Beneath this instruction is a listing. Transcribe from it only the stretch from the line with "if let Some(previous)" through the line with "pen += metrics.advance_width;", both end lines included, exactly as written.

------ Extracted information

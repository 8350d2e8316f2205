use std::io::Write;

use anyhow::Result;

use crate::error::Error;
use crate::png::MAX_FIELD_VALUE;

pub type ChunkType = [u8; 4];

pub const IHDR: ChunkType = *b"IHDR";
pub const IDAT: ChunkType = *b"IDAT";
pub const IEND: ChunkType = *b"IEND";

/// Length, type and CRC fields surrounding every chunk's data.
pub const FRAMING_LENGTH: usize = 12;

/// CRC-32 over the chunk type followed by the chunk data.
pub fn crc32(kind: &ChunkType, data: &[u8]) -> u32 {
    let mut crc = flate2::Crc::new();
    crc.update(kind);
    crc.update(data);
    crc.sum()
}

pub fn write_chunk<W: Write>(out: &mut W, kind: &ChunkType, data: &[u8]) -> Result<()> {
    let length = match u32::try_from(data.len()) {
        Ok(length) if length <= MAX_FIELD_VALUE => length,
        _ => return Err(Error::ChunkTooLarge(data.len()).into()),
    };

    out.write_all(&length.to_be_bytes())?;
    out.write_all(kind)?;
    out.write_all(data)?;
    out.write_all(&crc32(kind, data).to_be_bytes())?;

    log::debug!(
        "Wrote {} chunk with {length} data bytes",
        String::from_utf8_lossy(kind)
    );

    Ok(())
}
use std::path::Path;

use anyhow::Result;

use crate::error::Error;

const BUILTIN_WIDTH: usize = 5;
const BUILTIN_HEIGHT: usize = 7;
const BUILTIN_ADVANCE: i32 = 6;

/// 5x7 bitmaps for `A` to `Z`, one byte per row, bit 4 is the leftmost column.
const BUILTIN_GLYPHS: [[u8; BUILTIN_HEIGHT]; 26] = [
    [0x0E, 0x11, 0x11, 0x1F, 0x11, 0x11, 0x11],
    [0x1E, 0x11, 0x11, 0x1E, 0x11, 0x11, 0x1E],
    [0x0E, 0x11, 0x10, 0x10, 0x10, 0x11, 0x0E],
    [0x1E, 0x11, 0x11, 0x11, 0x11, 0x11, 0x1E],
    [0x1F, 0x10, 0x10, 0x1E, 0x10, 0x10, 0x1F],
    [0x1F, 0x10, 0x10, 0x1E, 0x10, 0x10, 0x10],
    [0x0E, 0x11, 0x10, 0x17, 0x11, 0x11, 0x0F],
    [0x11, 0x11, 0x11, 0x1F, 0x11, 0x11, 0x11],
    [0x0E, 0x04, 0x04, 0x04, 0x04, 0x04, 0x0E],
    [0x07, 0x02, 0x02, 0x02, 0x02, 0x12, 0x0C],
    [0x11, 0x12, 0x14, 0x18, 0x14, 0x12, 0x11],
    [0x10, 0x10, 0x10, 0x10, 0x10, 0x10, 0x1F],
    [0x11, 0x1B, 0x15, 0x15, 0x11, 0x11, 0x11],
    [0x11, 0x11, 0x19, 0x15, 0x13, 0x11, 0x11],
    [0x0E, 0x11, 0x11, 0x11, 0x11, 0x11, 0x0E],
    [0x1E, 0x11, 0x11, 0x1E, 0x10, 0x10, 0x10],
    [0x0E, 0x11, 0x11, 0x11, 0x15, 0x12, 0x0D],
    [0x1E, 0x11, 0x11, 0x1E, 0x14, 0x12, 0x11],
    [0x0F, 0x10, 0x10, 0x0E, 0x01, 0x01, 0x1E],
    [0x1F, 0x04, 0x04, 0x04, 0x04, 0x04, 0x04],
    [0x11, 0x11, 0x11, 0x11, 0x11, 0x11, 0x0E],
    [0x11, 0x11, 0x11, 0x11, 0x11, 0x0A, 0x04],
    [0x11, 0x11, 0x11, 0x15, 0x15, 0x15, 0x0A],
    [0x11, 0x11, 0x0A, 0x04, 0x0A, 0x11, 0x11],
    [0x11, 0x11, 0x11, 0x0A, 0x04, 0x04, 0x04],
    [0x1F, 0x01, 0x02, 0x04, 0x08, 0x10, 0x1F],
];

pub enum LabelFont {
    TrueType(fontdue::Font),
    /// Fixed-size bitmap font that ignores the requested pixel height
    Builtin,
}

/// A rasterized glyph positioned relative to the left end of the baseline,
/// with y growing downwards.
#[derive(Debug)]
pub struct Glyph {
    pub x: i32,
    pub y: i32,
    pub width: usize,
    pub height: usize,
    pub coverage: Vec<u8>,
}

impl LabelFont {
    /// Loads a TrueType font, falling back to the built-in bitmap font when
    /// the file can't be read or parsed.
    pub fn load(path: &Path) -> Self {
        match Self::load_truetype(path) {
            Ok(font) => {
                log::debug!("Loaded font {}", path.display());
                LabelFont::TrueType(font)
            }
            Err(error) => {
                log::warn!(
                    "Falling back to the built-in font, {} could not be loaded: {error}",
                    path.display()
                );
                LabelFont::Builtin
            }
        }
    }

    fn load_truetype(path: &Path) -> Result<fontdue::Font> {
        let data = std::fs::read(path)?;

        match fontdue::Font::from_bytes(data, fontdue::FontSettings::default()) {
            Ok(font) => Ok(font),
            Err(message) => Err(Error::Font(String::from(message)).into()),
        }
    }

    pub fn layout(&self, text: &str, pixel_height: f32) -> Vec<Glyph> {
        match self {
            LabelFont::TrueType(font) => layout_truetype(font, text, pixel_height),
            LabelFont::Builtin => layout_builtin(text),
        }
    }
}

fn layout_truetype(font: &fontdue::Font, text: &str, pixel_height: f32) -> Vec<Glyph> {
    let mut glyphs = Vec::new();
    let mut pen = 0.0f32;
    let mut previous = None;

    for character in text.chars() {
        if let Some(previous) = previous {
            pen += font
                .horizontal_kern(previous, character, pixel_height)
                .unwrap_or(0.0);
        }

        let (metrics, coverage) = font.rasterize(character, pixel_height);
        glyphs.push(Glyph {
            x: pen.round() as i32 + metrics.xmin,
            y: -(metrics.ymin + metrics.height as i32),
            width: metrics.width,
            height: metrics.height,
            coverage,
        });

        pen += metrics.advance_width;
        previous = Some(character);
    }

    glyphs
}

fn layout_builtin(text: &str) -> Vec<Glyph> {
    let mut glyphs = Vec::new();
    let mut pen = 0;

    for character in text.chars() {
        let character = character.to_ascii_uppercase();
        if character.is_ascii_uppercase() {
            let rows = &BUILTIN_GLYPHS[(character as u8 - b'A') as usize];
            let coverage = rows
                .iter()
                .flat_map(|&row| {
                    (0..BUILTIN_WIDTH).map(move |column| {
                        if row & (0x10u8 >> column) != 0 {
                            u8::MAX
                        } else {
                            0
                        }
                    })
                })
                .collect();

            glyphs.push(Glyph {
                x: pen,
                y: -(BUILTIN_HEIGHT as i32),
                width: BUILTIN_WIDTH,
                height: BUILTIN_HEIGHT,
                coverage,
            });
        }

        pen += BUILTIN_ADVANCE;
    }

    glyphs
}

------------

- **Solution to this exercise**:
        if let Some(previous) = previous {
            pen += font
                .horizontal_kern(previous, character, pixel_height)
                .unwrap_or(0.0);
        }

        let (metrics, coverage) = font.rasterize(character, pixel_height);
        glyphs.push(Glyph {
            x: pen.round() as i32 + metrics.xmin,
            y: -(metrics.ymin + metrics.height as i32),
            width: metrics.width,
            height: metrics.height,
            coverage,
        });

        pen += metrics.advance_width;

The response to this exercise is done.